И вот, купив все, что можно, мы оказались среди чужих вещей. Безликих, безразличных, похожих и ненужных. Утомленные борьбой за приобретение, мы махнули рукой, оставив подрастающему поколению бунтовать против кариатид, несущих абажуры времен сестры. Керри, против почти настоящих персидских ковров и трехпудовых кресел в стиле купеческого барокко.

Изобилие убило нашу любовь к несколько истерическому, но все же оригинальному быту. За десятилетия дефицита мы не смогли выработать иммунитета к затоваренным магазинам.

Мы, не справившись с проблемой выбора вещей, отказались от него вообще, удовлетворившись первым попавшимся стандартом.

Мебель, одежда, еда — все эти предметы социально-интеллектуальной стратификации — стали общедоступными. Кому нужна красная икра и сервилат, если их покупают в любом магазине. Даже французский коньяк будет пахнуть клопами, если его присутствие за праздничным столом означает лишь то, что у хозяев оказалось 20 долларов.

В России был целый класс людей, единственная социальная ценность которых заключалась в умении достать номер в гостинице или столик в ресторане. Что делать этим легендарным ловкачам в стране изобилия?

И вот эмигрант, ошалевший от отсутствия дефицита ("если бы не было школы — не было бы и каникул"), пытается скопировать свой прежний быт, собирая его по крохам в неприспособленной для этого Америке.

Однажды, объехав на двух машинах три района Нью-Иорка и потратив изрядную сумму денег, мы, наконец, уселись за накрытый стол, который украшала любительская колбаса — с жиром! — банка килек, черствый черный хлеб и едкая московская горчица. Ностальгический обед больше всего похож на студенческую вечеринку, когда до стипендии еще две недели, а бутылки уже сданы.

Среди эмигрантских ресторанов самые популярные не те, которые копируют позолоту "Славянского базара", а те, что от бедности похожи на пельменную из рабочего предместья. Пыльные окна, разогретые котлеты и сервис с матерком. В таком заведении приятно разливать из-под полы и называть официантку Нюра.

Конечно, тоска по дефициту, блату, грубости выглядит анекдотически. Это напоминает кабаре «Ностальгия», у дверей которого стоит швейцар и говорит посетителям: "Вали отсюда, жидовская морда!" Однако стоит задуматься, что любой запрет, кроме комплекса неполноценности, стимулирует и комплекс противостояния. Цензура рождает эзопову словесность. Дефицит одухотворяет материальный мир.

Ностальгия, как подагра, аристократическая болезнь.
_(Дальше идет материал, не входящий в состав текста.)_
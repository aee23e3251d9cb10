//! Plain-text extraction seam

use crate::error::ExtractionError;
use regex::Regex;
use std::path::Path;
use std::sync::LazyLock;

static TAG_RE: LazyLock<Regex> = LazyLock::new(|| Regex::new(r"<[^>]+>").expect("tag pattern is valid"));

/// Closing tag of a WordprocessingML paragraph
const PARAGRAPH_END: &str = "</w:p>";

/// Trait for turning a document file into plain text
///
/// Implemented by [`DocxExtractor`](crate::DocxExtractor) and
/// [`CommandExtractor`](crate::CommandExtractor); tests substitute fakes.
/// Output has one line per paragraph.
pub trait TextExtractor {
    /// Extract the plain-text body of the document at `path`
    fn extract_text(&self, path: &Path) -> Result<String, ExtractionError>;
}

impl<T: TextExtractor + ?Sized> TextExtractor for &T {
    fn extract_text(&self, path: &Path) -> Result<String, ExtractionError> {
        (**self).extract_text(path)
    }
}

impl<T: TextExtractor + ?Sized> TextExtractor for Box<T> {
    fn extract_text(&self, path: &Path) -> Result<String, ExtractionError> {
        (**self).extract_text(path)
    }
}

/// Reduce document body markup to plain text
///
/// Paragraph ends become newlines, every other tag is removed, and control
/// characters other than `\n` are dropped. Character entities are left as
/// they are (`&amp;` stays literal).
///
/// # Examples
///
/// ```
/// use lessonbeat_extractor::strip_markup;
///
/// let xml = "<w:p><w:r><w:t>ESLRs:</w:t></w:r></w:p><w:p><w:t>Serve</w:t></w:p>";
/// assert_eq!(strip_markup(xml), "ESLRs:\nServe\n");
/// ```
pub fn strip_markup(markup: &str) -> String {
    let with_breaks = markup.replace(PARAGRAPH_END, "\n");
    TAG_RE
        .replace_all(&with_breaks, "")
        .chars()
        .filter(|c| *c == '\n' || !c.is_control())
        .collect()
}
//! Inspect command implementation.

use crate::cli::{BackendArg, InspectArgs};
use crate::error::Result;
use crate::output::Formatter;
use lessonbeat_domain::{DocumentRef, LessonPlanRecord};
use lessonbeat_extractor::{ExtractorConfig, RecordBuilder, TextExtractor};
use std::fs;
use std::path::Path;

/// Execute the inspect command.
pub fn execute_inspect(args: InspectArgs, formatter: &Formatter) -> Result<()> {
    if args.raw {
        print!("{}", extract(&args.file, args.backend)?);
        return Ok(());
    }

    let records = inspect_records(&args.file, args.backend)?;
    if records.is_empty() {
        eprintln!(
            "{}",
            formatter.warning(&format!("{} does not contain a daily lesson plan", args.file.display()))
        );
        return Ok(());
    }

    for record in &records {
        println!("{}", formatter.format_record_detail(record)?);
    }
    Ok(())
}

/// Parse every plan in one document.
pub fn inspect_records(file: &Path, backend: BackendArg) -> Result<Vec<LessonPlanRecord>> {
    let modified_at = fs::metadata(file)?.modified()?;
    let text = extract(file, backend)?;

    let root = file.parent().unwrap_or_else(|| Path::new(""));
    let doc = DocumentRef::new(root, file, modified_at);
    Ok(RecordBuilder::new().build_records(&text, &doc))
}

fn extract(file: &Path, backend: BackendArg) -> Result<String> {
    let config = ExtractorConfig {
        backend: backend.into(),
        ..ExtractorConfig::default()
    };
    Ok(config.build().extract_text(file)?)
}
О ней иногда можно прочесть в "Русской мысли". Бывшая смолянка с тоской представляет себе рязанскую деревню, где нарядные, в сарафанах, девки кружатся с одетыми в косоворотки парнями в веселом хороводе. Им проще. Для смолянок и кадет Россия навсегда останется такой — страной, оккупированной совдепией.

Наша ностальгия уже никогда не сможет быть нарядной. В крови у нас бродит не шампанское, а «Солнцедар». Но каким бы ужасным ни казался наш образ жизни стороннему, хоть даже и русскому наблюдателю, для нас он значил невероятно много.
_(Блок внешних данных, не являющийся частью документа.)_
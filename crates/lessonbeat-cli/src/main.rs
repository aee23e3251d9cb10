//! Lessonbeat CLI - Harvest daily lesson plans into JSON events.

use clap::Parser;
use lessonbeat_cli::commands;
use lessonbeat_cli::{config, Cli, Command, Formatter};
use std::io::IsTerminal;
use tracing_subscriber::EnvFilter;

#[tokio::main]
async fn main() {
    init_tracing();

    if let Err(e) = run().await {
        eprintln!("Error: {}", e);
        std::process::exit(1);
    }
}

/// Log to stderr so stdout carries only records
fn init_tracing() {
    let filter = EnvFilter::try_from_default_env().unwrap_or_else(|_| EnvFilter::new("info"));
    tracing_subscriber::fmt()
        .with_env_filter(filter)
        .with_writer(std::io::stderr)
        .with_ansi(std::io::stderr().is_terminal())
        .init();
}

async fn run() -> lessonbeat_cli::Result<()> {
    // Parse CLI arguments
    let cli = Cli::parse();

    let color_enabled = !cli.no_color && std::io::stderr().is_terminal();
    let formatter = Formatter::new(cli.format, color_enabled);

    // Handle commands
    match cli.command {
        Command::Run => {
            let path = config::resolve_path(cli.config.as_deref())?;
            commands::execute_run(&path, &formatter).await?;
        }
        Command::Scan(args) => {
            commands::execute_scan(args, &formatter)?;
        }
        Command::Inspect(args) => {
            commands::execute_inspect(args, &formatter)?;
        }
        Command::Config(args) => {
            let path = config::resolve_path(cli.config.as_deref())?;
            commands::execute_config(args, &path, &formatter)?;
        }
    }

    Ok(())
}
Мы чувствовали себя дома лишь тогда, когда могли погрузиться в сплошную паутину социальных связей и идеологически значимых предметов. Наши корни — это наши вещи. В неменьшей степени, чем русский язык и березки, они связывали нас с уродливой, но единственной родиной. Корни нельзя заимствовать, украсть, одолжить. Они могут прорасти только на достаточно унавоженной воспоминаниями почве.

Как бы ни был прекрасен утопический мир американского супермаркета, он остается для нас немым. "Без языка" — это значит не только сложности с фонетической системой, но и отсутствие подтекста, который в прошлой жизни наполнял каждый предмет и ситуацию необходимым смыслом.

На пути к счастью в обетованной Америке стали богатство и роскошь. Вещь в России была, как вода в пустыне. Много бы она стоила, если в пустыню провести водопровод?